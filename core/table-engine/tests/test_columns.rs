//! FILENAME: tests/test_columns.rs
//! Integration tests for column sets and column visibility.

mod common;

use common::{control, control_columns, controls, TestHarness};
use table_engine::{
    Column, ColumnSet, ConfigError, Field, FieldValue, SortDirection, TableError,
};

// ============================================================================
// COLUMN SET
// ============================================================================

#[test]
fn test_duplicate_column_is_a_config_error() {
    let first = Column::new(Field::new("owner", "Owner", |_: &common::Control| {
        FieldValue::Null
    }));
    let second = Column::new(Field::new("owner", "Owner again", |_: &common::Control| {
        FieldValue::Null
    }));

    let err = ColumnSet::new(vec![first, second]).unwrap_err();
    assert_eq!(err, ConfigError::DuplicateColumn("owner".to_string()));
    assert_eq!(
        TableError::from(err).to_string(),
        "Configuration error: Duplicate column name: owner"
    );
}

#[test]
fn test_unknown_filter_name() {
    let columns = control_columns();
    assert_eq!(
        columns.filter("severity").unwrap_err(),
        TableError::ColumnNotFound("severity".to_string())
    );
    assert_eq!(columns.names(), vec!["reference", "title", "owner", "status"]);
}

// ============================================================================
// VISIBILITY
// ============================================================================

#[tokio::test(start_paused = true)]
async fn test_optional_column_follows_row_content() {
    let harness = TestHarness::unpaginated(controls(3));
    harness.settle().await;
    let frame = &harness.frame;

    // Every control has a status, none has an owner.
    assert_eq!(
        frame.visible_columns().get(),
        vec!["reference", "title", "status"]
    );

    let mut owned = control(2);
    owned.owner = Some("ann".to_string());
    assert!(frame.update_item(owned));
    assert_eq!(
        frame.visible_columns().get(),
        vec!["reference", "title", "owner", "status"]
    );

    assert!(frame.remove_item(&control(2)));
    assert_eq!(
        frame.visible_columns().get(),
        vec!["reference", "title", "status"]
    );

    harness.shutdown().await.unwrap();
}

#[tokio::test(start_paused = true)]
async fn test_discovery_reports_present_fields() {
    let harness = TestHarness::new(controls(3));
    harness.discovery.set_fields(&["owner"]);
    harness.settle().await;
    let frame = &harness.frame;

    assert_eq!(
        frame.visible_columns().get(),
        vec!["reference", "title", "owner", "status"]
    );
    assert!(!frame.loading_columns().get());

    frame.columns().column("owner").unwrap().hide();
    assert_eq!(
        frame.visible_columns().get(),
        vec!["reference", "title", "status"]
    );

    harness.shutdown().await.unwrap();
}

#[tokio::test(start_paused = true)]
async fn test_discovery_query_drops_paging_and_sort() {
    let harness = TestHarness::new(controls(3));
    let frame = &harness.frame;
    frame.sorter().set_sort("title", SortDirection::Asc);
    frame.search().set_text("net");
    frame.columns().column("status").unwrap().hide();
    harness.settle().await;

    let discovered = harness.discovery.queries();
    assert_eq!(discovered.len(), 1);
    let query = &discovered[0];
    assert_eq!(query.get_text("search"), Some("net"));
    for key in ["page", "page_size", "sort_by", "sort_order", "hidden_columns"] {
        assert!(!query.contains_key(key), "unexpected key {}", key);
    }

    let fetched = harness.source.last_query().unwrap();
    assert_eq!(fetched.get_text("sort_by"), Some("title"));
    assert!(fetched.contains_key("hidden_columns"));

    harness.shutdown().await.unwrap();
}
★ ★ ★ ★ ★
* [Exercise description]:
Could you find every line in the records above that contains the word "fetched" and copy it?

* [Response to the exercise]:
    let fetched = harness.source.last_query().unwrap();
    assert_eq!(fetched.get_text("sort_by"), Some("title"));
    assert!(fetched.contains_key("hidden_columns"));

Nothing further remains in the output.